I left Hong Kong in 2018, before its protests and the ensuing political crackdown. I had hastened to leave then because I already felt the keen disappointment of living in a city in structural decline. I acknowledge that Hong Kong is an urban paradise: a tropical island with a splendid geographic setting, featuring a ring of skyscrapers that hug thickly-forested mountains. There the amenities of the tropics are easy to find: beaches, forests, wild birds and animals galore, all accessible by excellent systems of public transit. Manhattan meets Maui, in other words, at the mouth of the Pearl River. And there is still an interesting cast of characters, many of whom have adventured on the mainland or the rest of Asia, to enliven the city.
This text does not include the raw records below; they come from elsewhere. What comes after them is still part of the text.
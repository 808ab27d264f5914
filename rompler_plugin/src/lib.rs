//! The processor a host embeds to run the device.
//!
//! [`Processor`] owns the engine and the ROM registry, builds the patch
//! catalog once at construction, and exposes the host-facing surface:
//! the program list, selection, persistent state save/restore, live
//! parameter edits and the per-block MIDI path.
//!
//! Program selection and state restore mutate the same engine memory
//! the audio callback reads, so hosts running a dedicated audio thread
//! must not call them concurrently with [`Processor::process_block`].
//! The [`ControlHandle`] exists for exactly that case: it queues
//! control-path requests, and the processor applies them at the top of
//! the next block, before any rendering touches the engine.

use std::sync::mpsc::{sync_channel, Receiver, SyncSender, TrySendError};
use std::sync::Arc;

use wmidi::MidiMessage;

use rompler::catalog::Catalog;
use rompler::engine::Engine;
use rompler::rom::RomImageRegistry;
use rompler::sched::MidiScheduler;
use rompler::select::SelectionController;
use rompler::state::{PersistentState, StateError};
use rompler::sysex;

const DEFAULT_SAMPLE_RATE: f64 = 44_100.0;

/// Depth of the control-path command queue.
const COMMAND_QUEUE_LEN: usize = 32;

/// A control-path request applied on the audio thread between blocks.
pub enum Command {
    /// Select the program with this host program number.
    SelectProgram(i32),
    /// Restore a persisted state blob.
    LoadState(Vec<u8>),
    /// Send a live parameter edit to the engine.
    ParamChange {
        /// 21-bit engine register address.
        address: u32,
        /// Raw parameter value.
        value: u8,
    },
}

/// The embeddable device processor, generic over the engine it drives
/// (the emulator core in production, [`rompler::engine::RamEngine`] in
/// tests and engine-less hosts).
pub struct Processor<E: Engine> {
    engine: E,
    registry: Arc<RomImageRegistry>,
    catalog: Catalog,
    state: PersistentState,
    controller: SelectionController,
    sched: MidiScheduler,
    cmd_tx: SyncSender<Command>,
    cmd_rx: Receiver<Command>,
}

impl<E: Engine> Processor<E> {
    /// Build the processor around an engine instance and the registry.
    ///
    /// The catalog is scanned here, once; it is immutable afterwards.
    pub fn new(engine: E, registry: Arc<RomImageRegistry>) -> Self {
        let catalog = Catalog::build(&registry);
        let (cmd_tx, cmd_rx) = sync_channel(COMMAND_QUEUE_LEN);
        Self {
            engine,
            registry,
            catalog,
            state: PersistentState::default(),
            controller: SelectionController::new(),
            sched: MidiScheduler::new(DEFAULT_SAMPLE_RATE),
            cmd_tx,
            cmd_rx,
        }
    }

    /// The program catalog.
    pub fn catalog(&self) -> &Catalog {
        &self.catalog
    }

    /// Number of selectable programs.
    pub fn num_programs(&self) -> usize {
        self.catalog.len()
    }

    /// Program name for a host program number, if in range.
    pub fn program_name(&self, index: usize) -> Option<&str> {
        self.catalog.name(index)
    }

    /// The selected program number, if any.
    pub fn current_program(&self) -> Option<usize> {
        self.controller.current_program()
    }

    /// The in-memory device-configuration snapshot.
    pub fn state(&self) -> &PersistentState {
        &self.state
    }

    /// Borrow the engine.
    pub fn engine(&self) -> &E {
        &self.engine
    }

    /// Borrow the engine mutably, e.g. for the host's render call.
    pub fn engine_mut(&mut self) -> &mut E {
        &mut self.engine
    }

    /// Update the host sample rate used to rebase event offsets.
    pub fn set_sample_rate(&mut self, rate: f64) {
        self.sched.set_host_rate(rate);
    }

    /// Select a program.  Out-of-range numbers are ignored.
    pub fn select_program(&mut self, index: i32) {
        self.controller.select_program(
            index,
            &self.catalog,
            &self.registry,
            &mut self.engine,
            &mut self.state,
            &self.sched,
        );
    }

    /// Snapshot the device configuration for host persistence.
    pub fn save_state(&mut self) -> Vec<u8> {
        self.state.serialize(&self.engine)
    }

    /// Restore a persisted snapshot into the engine.
    pub fn load_state(&mut self, blob: &[u8]) -> Result<(), StateError> {
        self.state
            .deserialize(blob, &mut self.engine, &self.registry)
    }

    /// Send a single live parameter edit to the engine.
    pub fn send_param_change(&mut self, address: u32, value: u8) {
        let frame = sysex::encode_param_change(address, value);
        self.engine.enqueue_midi(&frame, 0);
    }

    /// A clonable handle for queueing control-path requests from
    /// outside the audio thread.
    pub fn control_handle(&self) -> ControlHandle {
        ControlHandle {
            tx: self.cmd_tx.clone(),
        }
    }

    /// Run one audio block's control work: apply pending control-path
    /// commands, then route the block's host-timed MIDI events into the
    /// engine queue in arrival order.
    pub fn process_block<'a>(&mut self, events: impl IntoIterator<Item = (u32, MidiMessage<'a>)>) {
        self.drain_commands();
        let drums = self.state.is_drums;
        for (host_offset, msg) in events {
            self.sched
                .dispatch(&mut self.engine, msg, host_offset, drums);
        }
    }

    fn drain_commands(&mut self) {
        loop {
            let cmd = match self.cmd_rx.try_recv() {
                Ok(cmd) => cmd,
                Err(_) => break,
            };
            match cmd {
                Command::SelectProgram(index) => self.select_program(index),
                Command::LoadState(blob) => {
                    if let Err(err) = self.load_state(&blob) {
                        log::error!("deferred state restore failed: {}", err);
                    }
                }
                Command::ParamChange { address, value } => self.send_param_change(address, value),
            }
        }
    }
}

/// Control-thread side of the command queue.
///
/// Requests are applied by the processor at the start of its next
/// block, keeping engine mutation off the rendering path.  A full queue
/// drops the request with a log entry rather than blocking a UI thread.
#[derive(Clone)]
pub struct ControlHandle {
    tx: SyncSender<Command>,
}

impl ControlHandle {
    /// Queue a program selection.
    pub fn select_program(&self, index: i32) {
        self.send(Command::SelectProgram(index));
    }

    /// Queue a state restore.
    pub fn load_state(&self, blob: Vec<u8>) {
        self.send(Command::LoadState(blob));
    }

    /// Queue a live parameter edit.
    pub fn param_change(&self, address: u32, value: u8) {
        self.send(Command::ParamChange { address, value });
    }

    fn send(&self, cmd: Command) {
        match self.tx.try_send(cmd) {
            Ok(()) => {}
            Err(TrySendError::Full(_)) => {
                log::warn!("control command queue full, request dropped");
            }
            Err(TrySendError::Disconnected(_)) => {
                log::warn!("processor gone, control request dropped");
            }
        }
    }
}
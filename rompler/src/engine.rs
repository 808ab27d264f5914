//! The synthesis engine collaborator surface.
//!
//! The engine itself (sample generation, effects, the emulated device
//! firmware) lives outside this crate.  This module pins down the three
//! primitives the catalog/state layer needs from it - a blocking reset,
//! raw access to its non-volatile configuration memory, and an event
//! queue addressed in the engine's own sample clock - plus the byte
//! offsets of the NVRAM windows this crate writes into.  Those offsets
//! are a binary ABI contract with the engine and must not change.

/// Size of the engine's non-volatile configuration memory, in bytes.
pub const NVRAM_LEN: usize = 0x8000;

/// Size of one melodic patch record, in bytes.
pub const PATCH_LEN: usize = 0x16a;

/// Size of one drum kit record, in bytes.
pub const DRUM_LEN: usize = 0xa7c;

/// Size of the expansion waveform window: one full board image.
pub const EXPANSION_LEN: usize = 0x80_0000;

/// Fixed byte offsets into engine NVRAM.
pub mod nvram {
    /// Master tune byte.
    pub const MASTER_TUNE: usize = 0x00;
    /// Effect flag byte: bit 0 enables reverb, bit 1 enables chorus.
    pub const FX_FLAGS: usize = 0x02;
    /// Settings byte carrying the "settings last applied" flag.
    pub const SETTINGS: usize = 0x0d;
    /// Bit within [`SETTINGS`] marking that host settings were applied.
    pub const SETTINGS_APPLIED_BIT: u8 = 1 << 5;
    /// Mode flag byte: 0 selects drum mode, 1 melodic mode.
    pub const MODE: usize = 0x11;
    /// Start of the melodic patch window ([`super::PATCH_LEN`] bytes).
    pub const PATCH_WINDOW: usize = 0x0d70;
    /// Start of the drum kit window ([`super::DRUM_LEN`] bytes).
    pub const DRUM_WINDOW: usize = 0x67f0;
}

/// The black-box engine primitives used by this crate.
///
/// A reset blocks until the engine has re-read its NVRAM; every
/// configuration write this crate performs lands in the byte windows
/// described by the [`nvram`] offsets.
pub trait Engine: Send {
    /// Perform a full device reset, blocking until complete.
    fn reset(&mut self);
    /// The NVRAM window, [`NVRAM_LEN`] bytes.
    fn nvram(&self) -> &[u8];
    /// Mutable access to the NVRAM window.
    fn nvram_mut(&mut self) -> &mut [u8];
    /// The expansion waveform window, [`EXPANSION_LEN`] bytes.
    fn expansion_rom_mut(&mut self) -> &mut [u8];
    /// Queue a raw MIDI event at an engine-clock sample offset.
    fn enqueue_midi(&mut self, bytes: &[u8], offset: u64);
}

/// Copy a board's waveform image into the engine's expansion window.
///
/// Images shorter than the window leave the tail untouched.
pub fn load_expansion_image(engine: &mut dyn Engine, image: &[u8]) {
    let window = engine.expansion_rom_mut();
    let len = image.len().min(window.len());
    window[..len].copy_from_slice(&image[..len]);
}

/// A RAM-backed [`Engine`] stand-in.
///
/// Used by hosts that run without the emulator core linked in, and by
/// tests throughout this workspace.  NVRAM and the expansion window are
/// zero-filled; resets and queued events are recorded for inspection.
pub struct RamEngine {
    nvram: Box<[u8]>,
    expansion_rom: Box<[u8]>,
    events: Vec<(Vec<u8>, u64)>,
    resets: u32,
}

impl RamEngine {
    /// Create a stand-in engine with zeroed memory windows.
    pub fn new() -> Self {
        Self {
            nvram: vec![0u8; NVRAM_LEN].into_boxed_slice(),
            expansion_rom: vec![0u8; EXPANSION_LEN].into_boxed_slice(),
            events: Vec::new(),
            resets: 0,
        }
    }

    /// Number of resets performed since construction.
    pub fn resets(&self) -> u32 {
        self.resets
    }

    /// Events queued so far, in arrival order.
    pub fn events(&self) -> &[(Vec<u8>, u64)] {
        &self.events
    }

    /// Forget all recorded events.
    pub fn clear_events(&mut self) {
        self.events.clear();
    }

    /// Read-only view of the expansion waveform window.
    pub fn expansion_rom(&self) -> &[u8] {
        &self.expansion_rom
    }
}

impl Default for RamEngine {
    fn default() -> Self {
        Self::new()
    }
}

impl Engine for RamEngine {
    fn reset(&mut self) {
        self.resets += 1;
    }
    fn nvram(&self) -> &[u8] {
        &self.nvram
    }
    fn nvram_mut(&mut self) -> &mut [u8] {
        &mut self.nvram
    }
    fn expansion_rom_mut(&mut self) -> &mut [u8] {
        &mut self.expansion_rom
    }
    fn enqueue_midi(&mut self, bytes: &[u8], offset: u64) {
        self.events.push((bytes.to_vec(), offset));
    }
}
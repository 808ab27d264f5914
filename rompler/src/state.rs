//! Bit-exact persistent snapshot of device configuration.
//!
//! The host persists an opaque blob between sessions; its layout is
//! fixed and byte-exact, so restore rejects anything that is not
//! exactly [`STATE_LEN`] bytes.  The snapshot stores the *index* of the
//! selected expansion board, not its image - the registry must still
//! hold that image at restore time.

use thiserror::Error;

use crate::engine::{load_expansion_image, nvram, Engine, DRUM_LEN, PATCH_LEN};
use crate::rom::RomImageRegistry;

/// Serialized size of a [`PersistentState`] blob:
/// tune, reverb, chorus, expansion index (i32), mode, patch and drum
/// window mirrors.  No padding is tolerated.
pub const STATE_LEN: usize = 1 + 1 + 1 + 4 + 1 + PATCH_LEN + DRUM_LEN;

/// Errors from the persistent-state codec.
#[derive(Debug, Error)]
pub enum StateError {
    /// The blob is not exactly [`STATE_LEN`] bytes.
    #[error("state blob is {actual} bytes, expected {expected}")]
    SizeMismatch {
        /// Required blob size.
        expected: usize,
        /// Size of the blob offered.
        actual: usize,
    },
    /// The snapshot names an expansion the registry does not hold.
    #[error("persisted expansion {0} is not present in the registry")]
    MissingExpansion(u8),
}

/// The device-configuration snapshot kept in sync with engine NVRAM.
#[derive(Clone)]
pub struct PersistentState {
    /// Master tune byte.
    pub master_tune: i8,
    /// Reverb effect enabled.
    pub reverb_enabled: bool,
    /// Chorus effect enabled.
    pub chorus_enabled: bool,
    /// Currently loaded expansion board slot.
    pub current_expansion: Option<u8>,
    /// True while a drum kit is the active program.
    pub is_drums: bool,
    /// Mirror of the engine's melodic patch window.
    pub patch: [u8; PATCH_LEN],
    /// Mirror of the engine's drum kit window.
    pub drums: [u8; DRUM_LEN],
}

impl Default for PersistentState {
    fn default() -> Self {
        Self {
            master_tune: 0,
            reverb_enabled: false,
            chorus_enabled: false,
            current_expansion: None,
            is_drums: false,
            patch: [0u8; PATCH_LEN],
            drums: [0u8; DRUM_LEN],
        }
    }
}

impl PersistentState {
    /// Pack the snapshot into its fixed little-endian layout.
    pub fn to_bytes(&self) -> Vec<u8> {
        let mut blob = Vec::with_capacity(STATE_LEN);
        blob.push(self.master_tune as u8);
        blob.push(self.reverb_enabled as u8);
        blob.push(self.chorus_enabled as u8);
        let expansion: i32 = match self.current_expansion {
            Some(slot) => i32::from(slot),
            None => -1,
        };
        blob.extend_from_slice(&expansion.to_le_bytes());
        blob.push(self.is_drums as u8);
        blob.extend_from_slice(&self.patch);
        blob.extend_from_slice(&self.drums);
        debug_assert_eq!(blob.len(), STATE_LEN);
        blob
    }

    /// Decode a blob, requiring the exact serialized size.
    pub fn from_bytes(blob: &[u8]) -> Result<Self, StateError> {
        if blob.len() != STATE_LEN {
            return Err(StateError::SizeMismatch {
                expected: STATE_LEN,
                actual: blob.len(),
            });
        }
        let expansion = i32::from_le_bytes([blob[3], blob[4], blob[5], blob[6]]);
        let mut state = Self {
            master_tune: blob[0] as i8,
            reverb_enabled: blob[1] != 0,
            chorus_enabled: blob[2] != 0,
            current_expansion: u8::try_from(expansion).ok(),
            is_drums: blob[7] != 0,
            patch: [0u8; PATCH_LEN],
            drums: [0u8; DRUM_LEN],
        };
        state.patch.copy_from_slice(&blob[8..8 + PATCH_LEN]);
        state.drums.copy_from_slice(&blob[8 + PATCH_LEN..]);
        Ok(state)
    }

    /// Refresh the NVRAM-owned fields from the engine and serialize.
    pub fn serialize(&mut self, engine: &dyn Engine) -> Vec<u8> {
        let nv = engine.nvram();
        self.master_tune = nv[nvram::MASTER_TUNE] as i8;
        self.reverb_enabled = nv[nvram::FX_FLAGS] & 0x01 != 0;
        self.chorus_enabled = nv[nvram::FX_FLAGS] & 0x02 != 0;
        self.to_bytes()
    }

    /// Decode `blob` and push the snapshot into the engine.
    ///
    /// Fails with [`StateError::SizeMismatch`] on a wrong-sized blob, in
    /// which case the prior state is left untouched.
    pub fn deserialize(
        &mut self,
        blob: &[u8],
        engine: &mut dyn Engine,
        registry: &RomImageRegistry,
    ) -> Result<(), StateError> {
        *self = Self::from_bytes(blob)?;
        self.apply(engine, registry)
    }

    /// Write every persisted field into engine NVRAM and reload the
    /// persisted expansion's waveform image from the registry.
    ///
    /// The engine's "settings last applied" flag is forced so the next
    /// reset picks the restored configuration up.
    pub fn apply(
        &self,
        engine: &mut dyn Engine,
        registry: &RomImageRegistry,
    ) -> Result<(), StateError> {
        let nv = engine.nvram_mut();
        nv[nvram::SETTINGS] |= nvram::SETTINGS_APPLIED_BIT;
        nv[nvram::MASTER_TUNE] = self.master_tune as u8;
        nv[nvram::FX_FLAGS] = self.reverb_enabled as u8 | (self.chorus_enabled as u8) << 1;
        nv[nvram::MODE] = if self.is_drums { 0 } else { 1 };
        nv[nvram::DRUM_WINDOW..nvram::DRUM_WINDOW + DRUM_LEN].copy_from_slice(&self.drums);
        nv[nvram::PATCH_WINDOW..nvram::PATCH_WINDOW + PATCH_LEN].copy_from_slice(&self.patch);

        if let Some(slot) = self.current_expansion {
            let image = registry.expansion(slot as usize).map_err(|err| {
                log::error!("state restore: {}", err);
                StateError::MissingExpansion(slot)
            })?;
            load_expansion_image(engine, image.waveforms());
        }
        Ok(())
    }
}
But Hong Kong was also the most bureaucratic city I’ve ever lived in. Its business landscape has remained static for decades: the preserve of property developers that has created no noteworthy companies in the last three decades. That is a heritage of British colonial rule, in which administrators controlled economic elites by allocating land—the city’s most scarce resource—to the more docile. Hong Kong bureaucrats enforce the pettiest rules, I felt, out of a sense of pride. On the mainland, enforcers deal often enough with senseless rules that they are sometimes able to look the other way. Thus a stagnant spirit hangs over the city. I’ve written before that Philip K. Dick is useful not for thinking about Hong Kong’s skyline, but its tycoon-dominated polity: “governed by a competent but fundamentally pessimistic elite, which administers a population bent on consumption. Instead of being hooked on drugs and television like in PKD’s novels, people in Hong Kong are addicted to the extraordinary flow of liquidity from the mainland, which raises their asset values and dulls their senses.”
Therefore I think there is little excuse for young people to live in Hong Kong. They should hop over to Shenzhen, which is an hour away by subway and decades younger by spirit. Shenzhen and Guangzhou are still attracting entrepreneurial types, producing an even more commercially-oriented culture than Shanghai. But while Shenzhen is pleasant, it is also a boring city with minimal culture. A friend relates an anecdote from a gallery artist, who said that clients in Shenzhen rarely comment on the art that they plan to buy. Instead they ask only its expected price in five years.